Des modifications importantes au Code de déontologie des lobbyistes (« Code ») entreront en vigueur le 1er juillet 2023. Ces changements auront une incidence sur toutes les entreprises et organisations qui font du lobbying auprès du gouvernement fédéral, y compris celles dont les activités de lobbying visent des subventions, des contributions et des avantages financiers.
Le Code s’appliquera également aux employés et aux cadres dirigeants qui font du lobbying au nom d’un employeur (c’est-à-dire les « lobbyistes salariés »), ainsi qu’aux consultants et aux sous-traitants qui font du lobbying, moyennant paiement, pour le compte d’un client (c’est-à-dire les « lobbyistes-conseils »).
L’interdiction des communications avec des « relations étroites » est clarifiée
La règle 4.1 du nouveau Code interdira aux lobbyistes de faire du lobbying auprès d’un titulaire d’une charge publique[1] « lorsqu’on pourrait raisonnablement penser que ce fonctionnaire a un sentiment d’obligation envers » le lobbyiste en raison d’une « relation étroite ». Dans le nouveau Code, le terme « relation étroite[2] » est maintenant défini comme suit :
Des liens étroits — fondés sur une affection personnelle, sur une confiance ou une loyauté mutuelle, ou sur une interdépendance professionnelle, commerciale ou financière — qui vont au-delà d’une simple connaissance[3].
L’interdiction s’appliquera aux communications avec des « relations familiales étroites » et des « relations personnelles étroites ». Elle visera également certaines relations professionnelles, notamment les :
- « relations de travail étroites, comme des relations professionnelles importantes ou de longue date tissées dans le cadre d’une étroite collaboration au travail »;
- « relations financières étroites, comme le fait de se partager la propriété d’un bien ou de gérer conjointement des investissements partagés »;
- « des relations d’affaires étroites, comme détenir ensemble une entreprise ou un consortium d’entreprises ou collaborer étroitement au sein de cette entreprise ou de ce consortium d’entreprises[4] ».
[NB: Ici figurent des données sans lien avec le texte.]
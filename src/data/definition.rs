//! Table schema definitions.
//!
//! A [`TableDefinition`] is what a table registers with its store: the
//! primary key, optional secondary indexes, and whether writes are stamped
//! with `createdAt` / `updatedAt`.

use serde_json::Value;

use super::store::{Key, Record, StoreError};

/// Scalar types a key attribute may hold.
#[derive(Clone, Copy, Debug, Eq, PartialEq)]
pub enum AttributeType {
    String,
    Number,
    /// Base64 text on the JSON side.
    Binary,
}

impl AttributeType {
    fn admits(self, value: &Value) -> bool {
        match self {
            Self::String | Self::Binary => value.is_string(),
            Self::Number => value.is_number(),
        }
    }
}

/// One key attribute: its name and scalar type.
#[derive(Clone, Debug, Eq, PartialEq)]
pub struct KeySchema {
    pub name: String,
    pub kind: AttributeType,
}

impl KeySchema {
    pub fn new(name: impl Into<String>, kind: AttributeType) -> Self {
        Self { name: name.into(), kind }
    }

    pub fn string(name: impl Into<String>) -> Self { Self::new(name, AttributeType::String) }
    pub fn number(name: impl Into<String>) -> Self { Self::new(name, AttributeType::Number) }

    fn check(&self, value: &Value) -> Result<(), StoreError> {
        if self.kind.admits(value) {
            Ok(())
        } else {
            Err(StoreError::InvalidKey(format!(
                "attribute '{}' must be {:?}, got {value}",
                self.name, self.kind
            )))
        }
    }

    fn extract(&self, record: &Record) -> Result<Value, StoreError> {
        let value = record
            .get(&self.name)
            .ok_or_else(|| StoreError::MissingKey { attribute: self.name.clone() })?;
        self.check(value)?;
        Ok(value.clone())
    }
}

#[derive(Clone, Copy, Debug, Eq, PartialEq)]
pub enum IndexKind {
    Global,
    Local,
}

/// A secondary index. Local indexes share the table's hash key.
#[derive(Clone, Debug)]
pub struct SecondaryIndex {
    pub name: String,
    pub kind: IndexKind,
    pub hash_key: KeySchema,
    pub range_key: Option<KeySchema>,
}

/// Schema a table registers with its store.
///
/// ```rust
/// use mindless::data::{IndexKind, KeySchema, SecondaryIndex, TableDefinition};
///
/// let def = TableDefinition::new(KeySchema::string("userId"))
///     .range_key(KeySchema::number("postedAt"))
///     .index(SecondaryIndex {
///         name: "byTopic".into(),
///         kind: IndexKind::Global,
///         hash_key: KeySchema::string("topic"),
///         range_key: None,
///     })
///     .timestamps(true);
/// ```
#[derive(Clone, Debug)]
pub struct TableDefinition {
    pub hash_key: KeySchema,
    pub range_key: Option<KeySchema>,
    pub indexes: Vec<SecondaryIndex>,
    pub timestamps: bool,
}

impl TableDefinition {
    pub fn new(hash_key: KeySchema) -> Self {
        Self { hash_key, range_key: None, indexes: Vec::new(), timestamps: false }
    }

    pub fn range_key(mut self, key: KeySchema) -> Self {
        self.range_key = Some(key);
        self
    }

    pub fn index(mut self, index: SecondaryIndex) -> Self {
        self.indexes.push(index);
        self
    }

    pub fn timestamps(mut self, enabled: bool) -> Self {
        self.timestamps = enabled;
        self
    }

    pub fn is_key_attribute(&self, name: &str) -> bool {
        self.hash_key.name == name || self.range_key.as_ref().is_some_and(|k| k.name == name)
    }

    /// Pulls the primary key out of a record.
    pub fn key_of(&self, record: &Record) -> Result<Key, StoreError> {
        let hash = self.hash_key.extract(record)?;
        let range = self.range_key.as_ref().map(|k| k.extract(record)).transpose()?;
        Ok(Key { hash, range })
    }

    /// Checks a caller-supplied key against this schema: types must match,
    /// and a range value is required exactly when the table has a range key.
    pub fn check_key(&self, key: &Key) -> Result<(), StoreError> {
        self.hash_key.check(&key.hash)?;
        match (&self.range_key, &key.range) {
            (Some(schema), Some(value)) => schema.check(value),
            (Some(schema), None) => Err(StoreError::MissingKey { attribute: schema.name.clone() }),
            (None, Some(_)) => Err(StoreError::InvalidKey("table has no range key".into())),
            (None, None) => Ok(()),
        }
    }

    /// Renders a key back into record form.
    pub fn key_record(&self, key: &Key) -> Record {
        let mut record = Record::new();
        record.insert(self.hash_key.name.clone(), key.hash.clone());
        if let (Some(schema), Some(value)) = (&self.range_key, &key.range) {
            record.insert(schema.name.clone(), value.clone());
        }
        record
    }
}

#[cfg(test)]
mod tests {
    use serde_json::json;

    use super::*;

    fn record(value: Value) -> Record {
        match value {
            Value::Object(map) => map,
            _ => unreachable!(),
        }
    }

    #[test]
    fn extracts_composite_key() {
        let def = TableDefinition::new(KeySchema::string("id")).range_key(KeySchema::number("at"));
        let key = def.key_of(&record(json!({ "id": "a", "at": 3, "x": true }))).unwrap();
        assert_eq!(key, Key::new("a", Some(json!(3))));
        assert!(def.is_key_attribute("at"));
        assert!(!def.is_key_attribute("x"));
    }

    #[test]
    fn rejects_missing_or_mistyped_keys() {
        let def = TableDefinition::new(KeySchema::string("id"));
        assert!(matches!(
            def.key_of(&record(json!({ "name": "x" }))),
            Err(StoreError::MissingKey { attribute }) if attribute == "id"
        ));
        assert!(matches!(def.key_of(&record(json!({ "id": 5 }))), Err(StoreError::InvalidKey(_))));
        assert!(matches!(def.check_key(&Key::new("a", Some(json!(1)))), Err(StoreError::InvalidKey(_))));
    }
}
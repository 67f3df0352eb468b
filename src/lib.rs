//! # mindless
//!
//! A minimal serverless web framework. A platform event comes in, a
//! response envelope goes out; in between sit a router, a middleware chain,
//! and your handler.
//!
//! ## The contract
//!
//! API Gateway and Lambda own the transport: TLS, throttling, scaling,
//! payload limits. mindless does not touch any of it. What is left:
//!
//! - Event parsing: one [`Request`] per invocation, with a single parameter
//!   lookup over body, query string and path (`body > query > path`)
//! - Routing: radix-tree lookup via [`matchit`], literal segments beating
//!   parameters when both match
//! - Middleware: ordered stages that may inject parameters or answer early
//! - Data: [`data::Table`] CRUD handles over an explicit
//!   [`data::TableStore`] client
//!
//! ## Quick start
//!
//! ```rust,no_run
//! use mindless::middleware::Next;
//! use mindless::{App, Error, Method, Request, Response, Route, Router, StatusCode};
//! use serde_json::json;
//!
//! #[tokio::main]
//! async fn main() -> Result<(), lambda_runtime::Error> {
//!     let router = Router::new()
//!         .route(Route::new(Method::Get, "/users/{id}", get_user).middleware(require_key))?
//!         .on(Method::Post, "/users", create_user)?;
//!
//!     mindless::lambda::run(App::new(router)).await
//! }
//!
//! async fn require_key(req: Request) -> Result<Next, Error> {
//!     if req.header("x-api-key").is_err() {
//!         return Ok(Next::Respond(Response::status(StatusCode::UNAUTHORIZED)));
//!     }
//!     Ok(Next::Continue(req))
//! }
//!
//! async fn get_user(req: Request) -> Result<Response, Error> {
//!     let id = req.get_or_fail("id")?;
//!     Ok(Response::json(json!({ "id": id })))
//! }
//!
//! async fn create_user(req: Request) -> Result<Response, Error> {
//!     let name = req.get_or_fail("name")?.clone();
//!     Ok(Response::builder()
//!         .status(StatusCode::CREATED)
//!         .json(json!({ "name": name })))
//! }
//! ```

mod app;
mod error;
mod event;
mod handler;
mod method;
mod request;
mod response;
mod router;
mod server;

pub mod config;
pub mod data;
pub mod lambda;
pub mod logging;
pub mod middleware;

pub use app::App;
pub use error::{Error, Result};
pub use event::InvocationEvent;
pub use handler::Handler;
pub use http::StatusCode;
pub use method::{Method, UnknownMethod};
pub use request::Request;
pub use response::{Body, ContentType, IntoResponse, Json, Response, ResponseBuilder, ResponseEnvelope};
pub use router::{Resolved, Route, Router};
pub use server::Server;
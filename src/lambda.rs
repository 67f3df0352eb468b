//! AWS Lambda binding.
//!
//! ```rust,no_run
//! use mindless::{App, Method, Request, Response, Router};
//!
//! #[tokio::main]
//! async fn main() -> Result<(), lambda_runtime::Error> {
//!     let router = Router::new().on(Method::Get, "/hello", hello)?;
//!     mindless::lambda::run(App::new(router)).await
//! }
//!
//! async fn hello(_req: Request) -> Response {
//!     Response::text("hello")
//! }
//! ```

use std::sync::Arc;

use lambda_runtime::{Error, LambdaEvent, service_fn};
use tracing::info;

use crate::app::App;
use crate::event::InvocationEvent;

/// Serves `app` on the Lambda runtime until the runtime shuts the process
/// down. Each invocation payload is decoded as an [`InvocationEvent`] and
/// answered with its [`ResponseEnvelope`](crate::ResponseEnvelope).
pub async fn run(app: App) -> Result<(), Error> {
    let app = Arc::new(app);
    info!(routes = app.router().len(), "starting lambda runtime");

    lambda_runtime::run(service_fn(move |event: LambdaEvent<InvocationEvent>| {
        let app = Arc::clone(&app);
        async move { Ok::<_, Error>(app.handle(event.payload).await) }
    }))
    .await
}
L’interdiction s’appliquera aussi longtemps que la « relation étroite » existera. En d’autres termes, il ne s’agit pas d’une restriction limitée dans le temps.
Une nouvelle interdiction supplémentaire de lobbying sera imposée
La règle 4.3 du nouveau Code introduit une interdiction supplémentaire qui s’applique aux communications avec des titulaires d’une charge publique non visées par la règle 4.1.
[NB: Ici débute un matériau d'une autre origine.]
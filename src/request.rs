//! Incoming request type.
//!
//! A [`Request`] is built once per invocation from an [`InvocationEvent`].
//! Body fields, query parameters and path parameters are merged into one
//! parameter store with a fixed precedence:
//!
//! ```text
//! body  >  query  >  path
//! ```
//!
//! Sources are merged in that order and a later source never replaces a key
//! an earlier one already supplied. After construction the store changes
//! only through [`Request::add`], [`Request::add_overwrite`] and
//! [`Request::add_multiple`].

use std::collections::{HashMap, HashSet};

use serde::de::DeserializeOwned;
use serde_json::Value;

use crate::error::{Error, Result};
use crate::event::InvocationEvent;
use crate::method::Method;

/// An incoming request, parsed from the platform event.
#[derive(Debug)]
pub struct Request {
    method: Method,
    path: String,
    resource: String,
    headers: HashMap<String, String>,
    path_parameters: HashMap<String, String>,
    query_parameters: HashMap<String, String>,
    stage_variables: HashMap<String, String>,
    request_context: Value,
    raw_body: Option<String>,
    body: Option<Value>,
    params: HashMap<String, Value>,
}

impl Request {
    /// Builds a request from an event.
    ///
    /// Absent maps become empty maps. A non-empty body must be valid JSON,
    /// otherwise this fails with [`Error::MalformedBody`].
    pub fn from_event(event: InvocationEvent) -> Result<Self> {
        let headers = event.headers.unwrap_or_default();
        let path_parameters = event.path_parameters.unwrap_or_default();
        let query_parameters = event.query_string_parameters.unwrap_or_default();
        let stage_variables = event.stage_variables.unwrap_or_default();

        let raw_body = event.body.filter(|b| !b.is_empty());
        let body = raw_body
            .as_deref()
            .map(|b| serde_json::from_str::<Value>(b))
            .transpose()
            .map_err(Error::MalformedBody)?;

        let mut params = HashMap::new();
        if let Some(Value::Object(fields)) = &body {
            params.extend(fields.iter().map(|(k, v)| (k.clone(), v.clone())));
        }
        for (k, v) in query_parameters.iter().chain(path_parameters.iter()) {
            params.entry(k.clone()).or_insert_with(|| Value::String(v.clone()));
        }

        Ok(Self {
            method: event.http_method,
            path: event.path,
            resource: event.resource,
            headers,
            path_parameters,
            query_parameters,
            stage_variables,
            request_context: event.request_context.unwrap_or(Value::Null),
            raw_body,
            body,
            params,
        })
    }

    pub fn method(&self) -> Method { self.method }
    pub fn path(&self) -> &str { &self.path }
    pub fn resource(&self) -> &str { &self.resource }
    pub fn headers(&self) -> &HashMap<String, String> { &self.headers }
    pub fn path_parameters(&self) -> &HashMap<String, String> { &self.path_parameters }
    pub fn query_parameters(&self) -> &HashMap<String, String> { &self.query_parameters }
    pub fn request_context(&self) -> &Value { &self.request_context }
    pub fn raw_body(&self) -> Option<&str> { self.raw_body.as_deref() }

    /// The merged parameter store.
    pub fn params(&self) -> &HashMap<String, Value> { &self.params }

    pub fn stage_variable(&self, key: &str) -> Option<&str> {
        self.stage_variables.get(key).map(String::as_str)
    }

    /// Returns the merged parameter for `key`, or `None` if no source has it.
    ///
    /// A stored JSON `null` is `Some(&Value::Null)`, never confused with a miss.
    pub fn get(&self, key: &str) -> Option<&Value> {
        self.params.get(key)
    }

    /// Like [`get`](Self::get), failing with [`Error::KeyNotFound`] on a miss.
    pub fn get_or_fail(&self, key: &str) -> Result<&Value> {
        self.params.get(key).ok_or_else(|| Error::key_not_found(key))
    }

    /// Header lookup.
    ///
    /// Tries the name exactly as given first, then falls back to an ASCII
    /// case-insensitive match since clients choose their own casing.
    pub fn header(&self, key: &str) -> Result<&str> {
        self.headers
            .get(key)
            .or_else(|| {
                self.headers
                    .iter()
                    .find(|(k, _)| k.eq_ignore_ascii_case(key))
                    .map(|(_, v)| v)
            })
            .map(String::as_str)
            .ok_or_else(|| Error::key_not_found(key))
    }

    /// Deserializes the whole JSON body into `T`.
    ///
    /// A request without a body deserializes from `null`, so `Option<T>`
    /// targets accept it.
    pub fn json<T: DeserializeOwned>(&self) -> Result<T> {
        let body = self.body.clone().unwrap_or(Value::Null);
        serde_json::from_value(body).map_err(Error::MalformedBody)
    }

    /// Injects a parameter. Fails with [`Error::KeyAlreadyExists`] if `key`
    /// is already present, leaving the stored value untouched.
    pub fn add(&mut self, key: impl Into<String>, value: impl Into<Value>) -> Result<()> {
        let key = key.into();
        if self.params.contains_key(&key) {
            return Err(Error::key_already_exists(&key));
        }
        self.params.insert(key, value.into());
        Ok(())
    }

    /// Injects a parameter, replacing any existing value.
    pub fn add_overwrite(&mut self, key: impl Into<String>, value: impl Into<Value>) {
        self.params.insert(key.into(), value.into());
    }

    /// Injects every pair or none of them.
    ///
    /// Any key that already exists, or that repeats within `entries`, fails
    /// the whole batch with [`Error::KeyAlreadyExists`].
    pub fn add_multiple<K, V, I>(&mut self, entries: I) -> Result<()>
    where
        I: IntoIterator<Item = (K, V)>,
        K: Into<String>,
        V: Into<Value>,
    {
        let entries: Vec<(String, Value)> =
            entries.into_iter().map(|(k, v)| (k.into(), v.into())).collect();

        {
            let mut seen = HashSet::with_capacity(entries.len());
            for (key, _) in &entries {
                if self.params.contains_key(key) || !seen.insert(key.as_str()) {
                    return Err(Error::key_already_exists(key));
                }
            }
        }

        self.params.extend(entries);
        Ok(())
    }

    /// Binds path parameters captured by the router.
    ///
    /// They sit at path precedence: values already present, from the event
    /// or from a higher-precedence source, are kept.
    pub(crate) fn bind_path_parameters<'a>(
        &mut self,
        bound: impl IntoIterator<Item = (&'a str, &'a str)>,
    ) {
        for (k, v) in bound {
            self.path_parameters.entry(k.to_owned()).or_insert_with(|| v.to_owned());
            self.params
                .entry(k.to_owned())
                .or_insert_with(|| Value::String(v.to_owned()));
        }
    }
}

impl TryFrom<InvocationEvent> for Request {
    type Error = Error;

    fn try_from(event: InvocationEvent) -> Result<Self> {
        Self::from_event(event)
    }
}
Cette règle, qui agit comme un filet de sécurité, interdira à un lobbyiste de faire du lobbying auprès d’un titulaire d’une charge publique « lorsqu’on pourrait raisonnablement penser que ce fonctionnaire a un sentiment d’obligation envers » le lobbyiste « en raison de circonstances qui dépassent la portée des autres règles » du Code[5].
La règle 4.3 s’appliquera, par exemple, lorsqu’un titulaire d’une charge publique a déjà été l’employé, l’employeur ou le client d’un lobbyiste[6]. Elle s’appliquera également lorsqu’un « membre de la famille proche du fonctionnaire » est actuellement l’employé, l’employeur ou le client d’un lobbyiste[7].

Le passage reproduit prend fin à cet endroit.